Siempre

Un pequeño periódico en el mundo

El escritor Albany Flores Garca recuerda en este artículo al linotipista, “El Mago”, con el que Gabriel García Márquez fundó un vespertino cuando ambos eran unos veinteañeros
28.02.2024

TEGUCIGALPA, HONDURAS.- Antes de llegar a la Librería Nacional, donde buscaría libros de Álvaro Mutis y León de Greiff, me detuve a comer una bola de “alegría”, un exquisito dulce cuya forma me recordó de inmediato al “alboroto” hondureño.
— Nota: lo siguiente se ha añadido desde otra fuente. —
//! FOCUS CSV ingest: normalize, flag, allocate subsidies and merge, one file
//! at a time.
//!
//! Row failures never abort the file: each bad row is reported with its line
//! number and the rest of the batch continues. Rows are grouped by derived
//! period key and each group merges as its own atomic batch.

use crate::config::ChargebackConfig;
use crate::error::Result;
use crate::ledger::{Ledger, SourceType};
use crate::normalize::{map_headers, normalize_row, raw_record, NormalizedCharge};
use crate::review::RuleSet;
use crate::subsidy::{Allocation, SubsidyLedger};
use log::{info, warn};
use serde::Serialize;
use std::collections::BTreeMap;
use std::path::Path;

/// Knobs for one ingest run.
#[derive(Debug, Clone, Default)]
pub struct IngestOptions {
    /// Run the full pipeline, including subsidy computation, but discard
    /// every write at the commit boundary.
    pub dry_run: bool,
    /// When set, rows whose derived period key differs are flagged for
    /// review rather than imported silently.
    pub expected_period: Option<String>,
}

/// Per-period slice of an ingest run.
#[derive(Debug, Clone, Serialize)]
pub struct PeriodOutcome {
    pub period_key: String,
    pub rows: usize,
    pub total_cost: f64,
    pub flagged_rows: usize,
    pub flagged_cost: f64,
    pub inserted: usize,
    pub updated: usize,
    pub skipped: usize,
}

/// Everything a caller needs to surface after one file: merge counts, costs,
/// flagged totals, row errors and the subsidy splits that were applied.
#[derive(Debug, Clone, Default, Serialize)]
pub struct IngestReport {
    pub periods: Vec<PeriodOutcome>,
    pub total_rows: usize,
    pub total_cost: f64,
    pub flagged_rows: usize,
    pub flagged_cost: f64,
    pub inserted: usize,
    pub updated: usize,
    pub skipped: usize,
    /// Row-fatal errors, each prefixed with the 1-based CSV line number.
    pub errors: Vec<String>,
    /// Charges a subsidy rule matched, in input order.
    pub allocations: Vec<Allocation>,
}

/// Ingests one FOCUS-format CSV file into the ledger.
///
/// The subsidy state is mutated in place; the caller decides whether to
/// persist it afterwards. On a dry run every ledger write is rolled back at
/// the commit boundary and the source sync status is left untouched.
pub fn ingest_focus_csv(
    ledger: &mut Ledger,
    config: &ChargebackConfig,
    subsidy_state: &mut SubsidyLedger,
    path: &Path,
    source_name: &str,
    options: &IngestOptions,
) -> Result<IngestReport> {
    info!("Ingesting {} as source '{}'", path.display(), source_name);

    let rules = RuleSet::compile(&config.review);

    let mut reader = csv::ReaderBuilder::new()
        .flexible(true)
        .trim(csv::Trim::All)
        .from_path(path)?;
    let headers = reader.headers()?.clone();
    let columns = map_headers(&headers);

    let mut report = IngestReport::default();
    let mut batches: BTreeMap<String, Vec<NormalizedCharge>> = BTreeMap::new();

    for (idx, record) in reader.records().enumerate() {
        // Line 1 is the header row.
        let line = idx + 2;
        let record = match record {
            Ok(record) => record,
            Err(err) => {
                report.errors.push(format!("Line {}: {}", line, err));
                continue;
            }
        };

        let raw = raw_record(&columns, &record);
        let mut charge = match normalize_row(&raw, &config.tags) {
            Ok(charge) => charge,
            Err(err) => {
                report.errors.push(format!("Line {}: {}", line, err));
                continue;
            }
        };

        rules.apply(&mut charge, options.expected_period.as_deref());

        report.total_rows += 1;
        report.total_cost += charge.billed_cost;
        if charge.needs_review {
            report.flagged_rows += 1;
            report.flagged_cost += charge.billed_cost;
        }

        batches
            .entry(charge.period_key.clone())
            .or_default()
            .push(charge);
    }

    if !report.errors.is_empty() {
        warn!(
            "{} rows in {} were skipped as unusable",
            report.errors.len(),
            path.display()
        );
    }

    let filename = path
        .file_name()
        .map(|name| name.to_string_lossy().into_owned())
        .unwrap_or_else(|| path.display().to_string());

    for (period_key, charges) in &batches {
        let mut outcome = PeriodOutcome {
            period_key: period_key.clone(),
            rows: charges.len(),
            total_cost: 0.0,
            flagged_rows: 0,
            flagged_cost: 0.0,
            inserted: 0,
            updated: 0,
            skipped: 0,
        };

        for charge in charges {
            outcome.total_cost += charge.billed_cost;
            if charge.needs_review {
                outcome.flagged_rows += 1;
                outcome.flagged_cost += charge.billed_cost;
            }
            if let Some(date) = charge.charge_date() {
                let allocation = subsidy_state.allocate(
                    &config.subsidies,
                    charge.project_id.as_deref(),
                    charge.service_name.as_deref(),
                    date,
                    charge.billed_cost,
                );
                if allocation.rule.is_some() {
                    report.allocations.push(allocation);
                }
            }
        }

        let stats =
            ledger.merge_charges(period_key, source_name, charges, &filename, options.dry_run)?;
        outcome.inserted = stats.inserted;
        outcome.updated = stats.updated;
        outcome.skipped = stats.skipped;

        report.inserted += stats.inserted;
        report.updated += stats.updated;
        report.skipped += stats.skipped;
        report.periods.push(outcome);
    }

    if !options.dry_run {
        // The source row exists even when every row failed, so the sync
        // status always has somewhere to land.
        ledger.get_or_create_source(source_name, SourceType::File)?;
        if report.errors.is_empty() {
            ledger.update_source_sync(source_name, "success", None)?;
        } else {
            let message = format!("{} errors", report.errors.len());
            ledger.update_source_sync(source_name, "error", Some(&message))?;
        }
    }

    info!(
        "Ingest of {} complete: {} rows across {} periods ({} inserted, {} updated, {} skipped, {} errors)",
        filename,
        report.total_rows,
        report.periods.len(),
        report.inserted,
        report.updated,
        report.skipped,
        report.errors.len()
    );

    Ok(report)
}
Me imaginé por un instante cinco siglos atrás, en los días en que Pedro de Heredia desembarcó en la bahía con la idea de fundar un poblado, sometiendo a los primeros habitantes, abriendo sendas y caminos en la costa selvática, acarreando minerales sin rendir cuenta a nadie, y colgando y quemando a los nativos.

Abrigado por la sombra matutina de la Ciudad Amurallada, una mujer vestida de colores me interrumpió:—¿Una agüita é coco pa’ acompañar la alegría?Le respondí que no, pero que muchas gracias.

Luego partí. Iba tarde al salón de la Cooperación Española en Cartagena de Indias, donde la Fundación Gabo celebraría un encuentro periodístico.

En el lugar, observé que muchos de los invitados se acercaban para saludar al hombre de barba completamente blanca, ojos azules y sombrero caribeño que estaba sentado a mi lado. Debía ser alguien muy famoso, pensé. Me impresionó su sencillez.

Un momento después, ya más solo, el hombre se acercó:

—Me emociona que seas tan joven —me dijo, mientras reía con las comisuras cerradas—. Me llamo Guillermo, pero me dicen “El Mago”.

—Me emociona compartir con usted —respondí—. ¿Desde cuándo ejerce el periodismo?, me arriesgué a preguntar.

—Desde nunca: soy linotipista.

Enmudecí. No sabía exactamente qué cosa era la linotipia, ni qué significaba ser “linotipista”.

—La linotipia es el arte de sentir lo que siente un escritor, esencialmente —continuó, paternalmente—. Un linotipista se ocupaba de llevar las palabras de los escritores hasta las imprentas a través de una máquina que componía textos tipográficos, que fundía el metal de una línea completa de texto y facilitaba su composición. Comencé a ejercer el oficio muy temprano, como a los doce años, cuando todavía era un oficio reservado para personas sensibles, y si se quiere cultas.

—¿Aún trabaja como linotipista?

—¡No! —carcajeó —. La linotipia murió en Colombia hace más de veinte años. Y quizá eso me convierta en un hombre especial, pues ejerzo un oficio que ya no existe y soy gerente del único periódico metafísico del mundo.

—¿A qué se refiere con eso?, inquirí de nuevo, insidioso.

—El cuento es largo, pero verás. En 1951 los esfuerzos para ejercer el periodismo en Colombia eran enormes. Los diarios colombianos de filiación liberal debían incluir un aviso en su primera plana que decía: “Esta edición aparece bajo censura oficial”. Tres años antes habían asesinado al líder Jorge Eliécer Gaitán y el país seguía en llamas.

Por esos días recibí el llamado de El Universal, el periódico de Cartagena dirigido por Domingo López Escauriaza, para que me uniera a su proyecto como linotipista. Allí tuve la fortuna de conocer, entre otros talentosos periodistas, a un joven editorialista llamado Gabriel García Márquez, con quien hice amistad de inmediato.

En septiembre de ese año, gracias al abrupto cierre del vespertino conservador, El Fígaro, recordé el viejo anhelo de editar mi propio periódico. Le propuse a Gabriel que uniéramos su talento de reportero y escritor con mis habilidades para levantar textos e imprimir.

Y así, sin dilatarlo, invertimos los 128 pesos de mis ahorros y lanzamos el primer número de un periódico liliputiense al que llamamos Comprimido y que, en palabras de García Márquez, aspiraba a convertirse en el periódico más pequeño del mundo, así como otros aspiraban a ser los más grandes.

Entre el 18 y el 23 de septiembre de 1951, Gabriel, de 22 años, y yo, de 24 cumplidos, editamos tres números de Comprimido, un modesto vespertino de tirada gratuita, de tamaño media carta y un máximo de 8 páginas.

Él era director/redactor y yo el gerente. Fue un ejercicio efímero que resultaba simpático y hasta divertido, aunque no menos serio.

Después de esos años y de una vida larga para nosotros, el propio Gabriel contó la anécdota en “Vivir para contarla”, ese hermoso artefacto de memorias suyas de la que me hizo parte. Ahora que él se ha ido, antes de irme yo, también quise contar esta historia.